Надо сказать, что в постановке знатока античной трагедии Теодороса Терзопулоса оптимистичная часть сюжета — о возрождении природы, что сменяет смерть, — осталась за кадром. Или за сценой. Напротив, в центре оперы сюжет свадьбы-похорон. И первое, что видят зрители, когда поднимается занавес, — вертикальные ряды пустых гробов, свисающих с высоты на фоне черного квадрата, заполненного траурными, черными же одеждами. На фоне разверстых гробов — женские фигуры в черном и мужчина, силящийся обрести голос, вымолвить хоть слово, пытающийся высказаться хотя бы жестом, движением если не губ, то рук... Тасос Димас, один из любимых актеров Терзопулоса, аккумулирует напряжение через движение пальцев, открытый рот, едва заметные вибрации... Тело силится стать звуком, знаком, высказыванием. Так, с немоты и напряжения, едва слышных коротких выдохов начинается эта опера. И с голоса Корифея (Алла Демидова), варьирующего на все лады весть об отсутствии звуков, света, времени.

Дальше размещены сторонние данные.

use crate::error::ApiError;
use crate::matching::MatchPreferences;
use chrono::NaiveDateTime;
use diesel::prelude::*;
use serde::{Deserialize, Serialize};
use std::collections::HashSet;

/// Per-user cooking profile. The list-valued columns are stored as JSON
/// text; a column that fails to decode is treated as empty rather than
/// failing the request.
#[derive(Debug, Clone, Queryable, Selectable)]
#[diesel(table_name = crate::schema::user_preferences)]
#[diesel(check_for_backend(diesel::pg::Pg))]
pub struct UserPreferences {
    pub id: i32,
    pub user_id: i32,
    pub dietary_restrictions: Option<String>,
    pub allergies: Option<String>,
    pub disliked_ingredients: Option<String>,
    pub preferred_cuisines: Option<String>,
    pub preferred_meal_types: Option<String>,
    pub health_goals: Option<String>,
    pub notification_preferences: Option<String>,
    pub cooking_skill_level: String,
    pub max_prep_time: Option<i32>,
    pub max_cook_time: Option<i32>,
    pub household_size: i32,
    pub budget_preference: String,
    pub created_at: NaiveDateTime,
    pub updated_at: NaiveDateTime,
}

/// Decode a stored JSON list column, failing closed: malformed or absent
/// data yields an empty set, never an error.
fn decode_list(raw: &Option<String>) -> HashSet<String> {
    raw.as_deref()
        .and_then(|text| serde_json::from_str::<Vec<String>>(text).ok())
        .map(|list| list.into_iter().map(|s| s.to_lowercase()).collect())
        .unwrap_or_default()
}

fn decode_list_vec(raw: &Option<String>) -> Vec<String> {
    raw.as_deref()
        .and_then(|text| serde_json::from_str::<Vec<String>>(text).ok())
        .unwrap_or_default()
}

impl UserPreferences {
    pub fn dietary_restriction_set(&self) -> HashSet<String> {
        decode_list(&self.dietary_restrictions)
    }

    pub fn allergy_set(&self) -> HashSet<String> {
        decode_list(&self.allergies)
    }

    pub fn preferred_cuisine_set(&self) -> HashSet<String> {
        decode_list(&self.preferred_cuisines)
    }

    /// Map the stored profile onto scorer inputs. Restrictions are tags the
    /// recipe must carry (a vegetarian caller sees vegetarian recipes);
    /// allergies are tags the recipe must not carry.
    pub fn to_match_preferences(&self) -> MatchPreferences {
        MatchPreferences {
            excluded_tags: self.allergy_set(),
            required_tags: self.dietary_restriction_set(),
            preferred_cuisines: self.preferred_cuisine_set(),
        }
    }

    pub fn to_response(&self) -> PreferencesResponse {
        PreferencesResponse {
            id: self.id,
            user_id: self.user_id,
            dietary_restrictions: decode_list_vec(&self.dietary_restrictions),
            allergies: decode_list_vec(&self.allergies),
            disliked_ingredients: decode_list_vec(&self.disliked_ingredients),
            preferred_cuisines: decode_list_vec(&self.preferred_cuisines),
            preferred_meal_types: decode_list_vec(&self.preferred_meal_types),
            health_goals: decode_list_vec(&self.health_goals),
            notification_preferences: self
                .notification_preferences
                .as_deref()
                .and_then(|text| serde_json::from_str(text).ok()),
            cooking_skill_level: self.cooking_skill_level.clone(),
            max_prep_time: self.max_prep_time,
            max_cook_time: self.max_cook_time,
            household_size: self.household_size,
            budget_preference: self.budget_preference.clone(),
            created_at: self.created_at,
            updated_at: self.updated_at,
        }
    }
}

/// Wire shape for preference reads: list columns decoded into arrays.
#[derive(Debug, Serialize)]
pub struct PreferencesResponse {
    pub id: i32,
    pub user_id: i32,
    pub dietary_restrictions: Vec<String>,
    pub allergies: Vec<String>,
    pub disliked_ingredients: Vec<String>,
    pub preferred_cuisines: Vec<String>,
    pub preferred_meal_types: Vec<String>,
    pub health_goals: Vec<String>,
    pub notification_preferences: Option<serde_json::Value>,
    pub cooking_skill_level: String,
    pub max_prep_time: Option<i32>,
    pub max_cook_time: Option<i32>,
    pub household_size: i32,
    pub budget_preference: String,
    pub created_at: NaiveDateTime,
    pub updated_at: NaiveDateTime,
}

const SKILL_LEVELS: &[&str] = &["beginner", "intermediate", "advanced"];
const BUDGET_TIERS: &[&str] = &["low", "medium", "high"];

fn default_skill() -> String {
    "beginner".to_string()
}

fn default_budget() -> String {
    "medium".to_string()
}

fn default_household() -> i32 {
    1
}

/// Incoming preference upsert payload.
#[derive(Debug, Deserialize)]
pub struct PreferencesPayload {
    #[serde(default)]
    pub dietary_restrictions: Option<Vec<String>>,
    #[serde(default)]
    pub allergies: Option<Vec<String>>,
    #[serde(default)]
    pub disliked_ingredients: Option<Vec<String>>,
    #[serde(default)]
    pub preferred_cuisines: Option<Vec<String>>,
    #[serde(default)]
    pub preferred_meal_types: Option<Vec<String>>,
    #[serde(default)]
    pub health_goals: Option<Vec<String>>,
    #[serde(default)]
    pub notification_preferences: Option<serde_json::Value>,
    #[serde(default = "default_skill")]
    pub cooking_skill_level: String,
    #[serde(default)]
    pub max_prep_time: Option<i32>,
    #[serde(default)]
    pub max_cook_time: Option<i32>,
    #[serde(default = "default_household")]
    pub household_size: i32,
    #[serde(default = "default_budget")]
    pub budget_preference: String,
}

impl PreferencesPayload {
    pub fn into_upsert(self, user_id: i32) -> Result<PreferencesUpsert, ApiError> {
        if !SKILL_LEVELS.contains(&self.cooking_skill_level.as_str()) {
            return Err(ApiError::Validation(format!(
                "Unknown cooking skill level: {}",
                self.cooking_skill_level
            )));
        }
        if !BUDGET_TIERS.contains(&self.budget_preference.as_str()) {
            return Err(ApiError::Validation(format!(
                "Unknown budget preference: {}",
                self.budget_preference
            )));
        }
        if self.household_size < 1 {
            return Err(ApiError::Validation(
                "Household size must be at least 1".to_string(),
            ));
        }

        Ok(PreferencesUpsert {
            user_id,
            dietary_restrictions: encode_list(self.dietary_restrictions),
            allergies: encode_list(self.allergies),
            disliked_ingredients: encode_list(self.disliked_ingredients),
            preferred_cuisines: encode_list(self.preferred_cuisines),
            preferred_meal_types: encode_list(self.preferred_meal_types),
            health_goals: encode_list(self.health_goals),
            notification_preferences: self
                .notification_preferences
                .as_ref()
                .map(|v| v.to_string()),
            cooking_skill_level: self.cooking_skill_level,
            max_prep_time: self.max_prep_time,
            max_cook_time: self.max_cook_time,
            household_size: self.household_size,
            budget_preference: self.budget_preference,
        })
    }
}

fn encode_list(list: Option<Vec<String>>) -> Option<String> {
    list.map(|entries| {
        serde_json::to_string(&entries).unwrap_or_else(|_| "[]".to_string())
    })
}

#[derive(Debug, Insertable, AsChangeset)]
#[diesel(table_name = crate::schema::user_preferences)]
pub struct PreferencesUpsert {
    pub user_id: i32,
    pub dietary_restrictions: Option<String>,
    pub allergies: Option<String>,
    pub disliked_ingredients: Option<String>,
    pub preferred_cuisines: Option<String>,
    pub preferred_meal_types: Option<String>,
    pub health_goals: Option<String>,
    pub notification_preferences: Option<String>,
    pub cooking_skill_level: String,
    pub max_prep_time: Option<i32>,
    pub max_cook_time: Option<i32>,
    pub household_size: i32,
    pub budget_preference: String,
}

Иначе говоря, то, что в фильме ужасов припасено обычно ближе к финалу, а в символистской драме мусолится долго и основательно, в опере «Носферату» становится точкой отсчета. Но когда все кончено, можно начинать заново. Главным сюжетом становится обретение звука, дыхания, движения, а значит — времени. «Носферату» явно стремится стать мистерией. Мистерия же предполагает не зрителей действия — участников.

За соучастие, как ни странно, отвечает музыка. Хор (в ложах с двух сторон партера) ведет диалог через зал, превращая слушателей в свидетелей. Прежде всего свидетелей рождения голоса из дыхания. Но дыхание, тем более артикулированное, усиленное, с подчеркнутым ритмом, — такая штука, которую очень трудно воспринимать абстрактно. Ритм дыхания физиологичен, и в какой-то момент ощущаешь, что этот ритм как-то соотносится с твоим собственным вдохом-выдохом. Прежде чем понимаешь, что же, черт возьми, происходит, ты уже внутри ритма, прорывающегося звука. И речитатива, разумеется.

Вообще похоже, что непонимание, замешательство зрителя программируется. Мало того что сюжет о вампирах, эта отрада масскульта, переводится в высокий регистр античного мифа, еще и вся опера идет на двух языках — русском и латинском. При чем тут латынь, спрашивается? Почему не древнегреческий тогда уж? На латыни звучат не только названия болезней, органов человеческого тела. На латынь переведены даже бойкие, разухабистые русские частушки, что сопровождают ритуал свадьбы Персефоны в загробном мире. И дело отнюдь не в боязни цензуры. Перевод нескромных частушек с живого языка на язык мертвый — явная параллель движению Персефоны к Аиду. Бесконечные перечисления болезней, рецептов, органов превращаются в словарь, где жизнь приводится в систему. Втискивается в рамки ученых штудий и логического подхода. Получается, что история Персефоны не только история любви, смерти, но еще и познания.

В сценографии Янниса Куннелиса этот сюжет явлен с эпической выразительностью. В ходе спектакля трижды меняется антураж. Бесконечные ряды гробов медленно поднимаются вверх. Их сменяют вертикали ножей. За ними приходят ряды книг. Когда я спросила Янниса Куннелиса, почему книги идут после ножей, он подивился моей непонятливости: «Естественно, книги идут сразу после ножей. Это разные подходы к жизни. Нож — орудие наступления, агрессии. А книга — это познание жизни. Но это не меланхолическая вещь. Книга активна. С ней связано преодоление хаоса».

Оперу «Носферату», поставленную в Перми двумя Теодорами — Курентзисом и Терзопулосом, трудно назвать оптимистичной. Но надежду на преодоление хаоса они оставляют — их Носферату в финале ничего так не жаждет, как собственной смерти.